Anton-Betz-Straße eingeweiht: Eine Straße für den Gründer der Rheinischen Post
VON MALTE WERNER - zuletzt aktualisiert: 24.08.2005 - 16:05Düsseldorf (dto). In Bilk ist am Mittwoch eine Straße nach Dr. Anton Betz benannt worden, dem Gründungsverleger der Rheinischen Post. Oberbürgermeister Joachim Erwin enthüllte gemeinsam mit den Urenkeln von Anton Betz das Straßenschild. Die versammelte Familie freute sich über die Ehrung und schwelgte in Erinnerungen.
Die Anton-Betz-Straße führt von der Feuerbachstraße in ein Neubaugebiet. „Es ist keine ganz große Straße, aber sie liegt an einem besonderen Ort“, sagte OB Erwin. Hier waren am 16. April 1945 kurz vor Ende des Zweiten Weltkriegs fünf Widerstandskämpfer von Nationalsozialisten hingerichtet worden. Ein Gedenkstein erinnert heute an diesen Tag. „Das ist ein guter Platz für diese neue Straße. Sie ist ein Zeichen für Mut und Zivilcourage. Genau das zeichnete auch Anton Betz aus“, erklärte der OB.
Die Idee, eine Straße nach dem bedeutenden Verleger zu benennen, kam aus der eigenen Familie.
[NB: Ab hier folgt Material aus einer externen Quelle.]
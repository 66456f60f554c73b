use crate::core::store::{DEFAULT_APPLICANTS_FILE, DEFAULT_SEEDS_FILE};
use crate::core::ConfigProvider;
use crate::core::csv_export::DEFAULT_UTC_OFFSET_HOURS;
use crate::domain::services::{DEFAULT_GUEST_CAP, DEFAULT_MEMBER_CAP};
use crate::utils::error::{Result, SeedError};
use crate::utils::validation::{validate_provider, Validate};
use regex::Regex;
use serde::{Deserialize, Serialize};
use std::path::Path;

#[derive(Debug, Clone, Serialize, Deserialize)]
pub struct TomlConfig {
    pub server: ServerConfig,
    pub storage: StorageConfig,
    pub application: Option<ApplicationConfig>,
    pub export: Option<ExportConfig>,
    pub logging: Option<LoggingConfig>,
}

#[derive(Debug, Clone, Serialize, Deserialize)]
pub struct ServerConfig {
    pub bind: String,
    pub base_path: Option<String>,
}

#[derive(Debug, Clone, Serialize, Deserialize)]
pub struct StorageConfig {
    pub data_dir: String,
    pub seeds_file: Option<String>,
    pub applicants_file: Option<String>,
    pub lock_timeout_ms: Option<u64>,
}

#[derive(Debug, Clone, Serialize, Deserialize)]
pub struct ApplicationConfig {
    pub member_cap: Option<usize>,
    pub guest_cap: Option<usize>,
}

#[derive(Debug, Clone, Serialize, Deserialize)]
pub struct ExportConfig {
    pub utc_offset_hours: Option<i32>,
}

#[derive(Debug, Clone, Serialize, Deserialize)]
pub struct LoggingConfig {
    pub json: Option<bool>,
}

impl TomlConfig {
    /// 從 TOML 檔案載入配置
    pub fn from_file<P: AsRef<Path>>(path: P) -> Result<Self> {
        let content = std::fs::read_to_string(&path).map_err(SeedError::IoError)?;
        Self::from_toml_str(&content)
    }

    /// 從 TOML 字串解析配置
    pub fn from_toml_str(content: &str) -> Result<Self> {
        let processed_content = Self::substitute_env_vars(content)?;

        toml::from_str(&processed_content).map_err(|e| SeedError::ConfigValidationError {
            field: "toml_parsing".to_string(),
            message: format!("TOML parsing error: {}", e),
        })
    }

    /// 替換環境變數 (例如 ${DATA_DIR})，未設定的變數保留原字串
    fn substitute_env_vars(content: &str) -> Result<String> {
        let re = Regex::new(r"\$\{([^}]+)\}").map_err(|e| SeedError::ConfigError {
            message: format!("Invalid substitution pattern: {}", e),
        })?;

        let result = re.replace_all(content, |caps: &regex::Captures| {
            let var_name = &caps[1];
            std::env::var(var_name).unwrap_or_else(|_| format!("${{{}}}", var_name))
        });

        Ok(result.to_string())
    }
}

impl ConfigProvider for TomlConfig {
    fn bind_addr(&self) -> &str {
        &self.server.bind
    }

    fn base_path(&self) -> &str {
        self.server.base_path.as_deref().unwrap_or("/api")
    }

    fn data_dir(&self) -> &str {
        &self.storage.data_dir
    }

    fn seeds_file(&self) -> &str {
        self.storage.seeds_file.as_deref().unwrap_or(DEFAULT_SEEDS_FILE)
    }

    fn applicants_file(&self) -> &str {
        self.storage
            .applicants_file
            .as_deref()
            .unwrap_or(DEFAULT_APPLICANTS_FILE)
    }

    fn lock_timeout_ms(&self) -> u64 {
        self.storage.lock_timeout_ms.unwrap_or(5000)
    }

    fn member_cap(&self) -> usize {
        self.application
            .as_ref()
            .and_then(|a| a.member_cap)
            .unwrap_or(DEFAULT_MEMBER_CAP)
    }

    fn guest_cap(&self) -> usize {
        self.application
            .as_ref()
            .and_then(|a| a.guest_cap)
            .unwrap_or(DEFAULT_GUEST_CAP)
    }

    fn utc_offset_hours(&self) -> i32 {
        self.export
            .as_ref()
            .and_then(|e| e.utc_offset_hours)
            .unwrap_or(DEFAULT_UTC_OFFSET_HOURS)
    }

    fn json_logs(&self) -> bool {
        self.logging.as_ref().and_then(|l| l.json).unwrap_or(false)
    }
}

impl Validate for TomlConfig {
    fn validate(&self) -> Result<()> {
        validate_provider(self)
    }
}
use super::health::health_check;
use super::state::AppState;
use crate::api::{applicants, seeds};
use axum::{
    routing::{get, post},
    Router,
};
use tower::ServiceBuilder;
use tower_http::{cors::CorsLayer, trace::TraceLayer};

/// Build the complete router.
///
/// Routes are mounted under `base_path` (for example `/api`); an empty
/// `base_path` mounts them at the root.
pub fn build_router(state: AppState, base_path: &str) -> Router {
    let api = Router::new()
        .route("/seeds", get(seeds::list_seeds).post(seeds::replace_seeds))
        .route("/seeds/init", post(seeds::init_seeds))
        .route("/apply", post(applicants::apply))
        .route(
            "/applicants",
            get(applicants::list_applicants).delete(applicants::clear_applicants),
        )
        .route("/applicants/export", get(applicants::export_applicants))
        .route("/health", get(health_check))
        .with_state(state);

    let router = if base_path.is_empty() {
        api
    } else {
        Router::new().nest(base_path, api)
    };

    router.layer(
        ServiceBuilder::new()
            .layer(TraceLayer::new_for_http())
            .layer(CorsLayer::permissive()),
    )
}
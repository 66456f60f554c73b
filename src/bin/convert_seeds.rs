use anyhow::Context;
use clap::Parser;
use seed_share::core::csv_import::parse_seed_csv_bytes;
use seed_share::core::store::DEFAULT_SEEDS_FILE;
use seed_share::core::Storage;
use seed_share::domain::model::Inventory;
use seed_share::utils::logger;
use seed_share::LocalStorage;

#[derive(Parser)]
#[command(name = "convert-seeds")]
#[command(about = "Convert a seed list CSV into the server's seeds JSON file")]
struct Args {
    /// CSV with columns id, family, name, quantity (first row is a header)
    #[arg(short, long)]
    input: String,

    /// Data directory the server reads from
    #[arg(long, default_value = "./data")]
    data_dir: String,

    /// Output file name inside the data directory
    #[arg(short, long, default_value = DEFAULT_SEEDS_FILE)]
    output: String,

    /// Enable verbose output
    #[arg(short, long)]
    verbose: bool,
}

#[tokio::main]
async fn main() -> anyhow::Result<()> {
    let args = Args::parse();
    logger::init_cli_logger(args.verbose);

    tracing::info!("📁 Reading seed list from: {}", args.input);
    let data = tokio::fs::read(&args.input)
        .await
        .with_context(|| format!("failed to read {}", args.input))?;

    let seeds = parse_seed_csv_bytes(&data).context("failed to parse seed CSV")?;
    let inventory = Inventory::new(seeds).context("seed list is not valid")?;

    let json = serde_json::to_vec_pretty(inventory.seeds())?;
    let storage = LocalStorage::new(&args.data_dir);
    storage
        .write_file(&args.output, &json)
        .await
        .with_context(|| format!("failed to write {}/{}", args.data_dir, args.output))?;

    tracing::info!(
        "✅ Converted {} seeds into {}",
        inventory.seeds().len(),
        storage.base_path().join(&args.output).display()
    );
    println!("✅ Successfully converted {} seeds to JSON.", inventory.seeds().len());

    Ok(())
}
Enkelsohn Thomas Merz brachte den Stein ins Rollen. „Nachdem ich in München die Zirkus-Krone-Straße gesehen habe, war ich der Meinung, so etwas müsste es für meinen Großvater eigentlich auch geben“, erklärt Merz. „Jetzt sind wir natürlich stolz“, fügt Caroline Merz hinzu.
Beinahe die ganze Familie ist an diesem für sie so besonderen Tag nach Düsseldorf gekommen. Die beiden Urenkel von Anton Betz, Romeo (7) und Anastasia (5), haben extra ein kleines Gedicht auswendig gelernt. Ihnen wird auch die Ehre zu Teil, das Straßenschild gemeinsam mit OB Erwin unter dem Applaus der geladenen Gäste zu enthüllen. „Das alles wäre ganz sicher in seinem Sinne“, vermutet Marlies Taubenkropp, eine der drei Töchter von Anton Betz. „Nicht nur weil es ein Ort des Widerstandes ist, sondern auch, weil hier ein Wohngebiet für Familien und Kinder entsteht.“ Sie wird ihren Enkeln einmal eine Eigentumswohnung in dieser Straße kaufen, sagt sie schmunzelnd. „Das sind wir unserem Vater schuldig.“
Der am 23. Februar 1893 im Saarland geborene Anton Betz litt im Dritten Reich als regimekritischer Verleger unter Repression und Verfolgung durch die Nazis. Auch deshalb bemühte er sich nach dem Krieg um den Neuaufbau einer freien, unabhängigen Presse in Deutschland. 1946 erhielt er mit Karl Arnold, Erich Wenderoth und Friedrich Vogel von den Alliierten die Lizenz für die Rheinische Post. Für seine Arbeit als Verleger, Aufsichtsratsvorsitzender der Deutschen Presseagentur dpa, sowie seiner Tätigkeit als Vizepräsident vom Internationalen Zeitungsverlegerverband erhielt er zahlreiche Auszeichnungen. Anton Betz starb am 11. Dezember 1984 im Alter von 91 Jahren.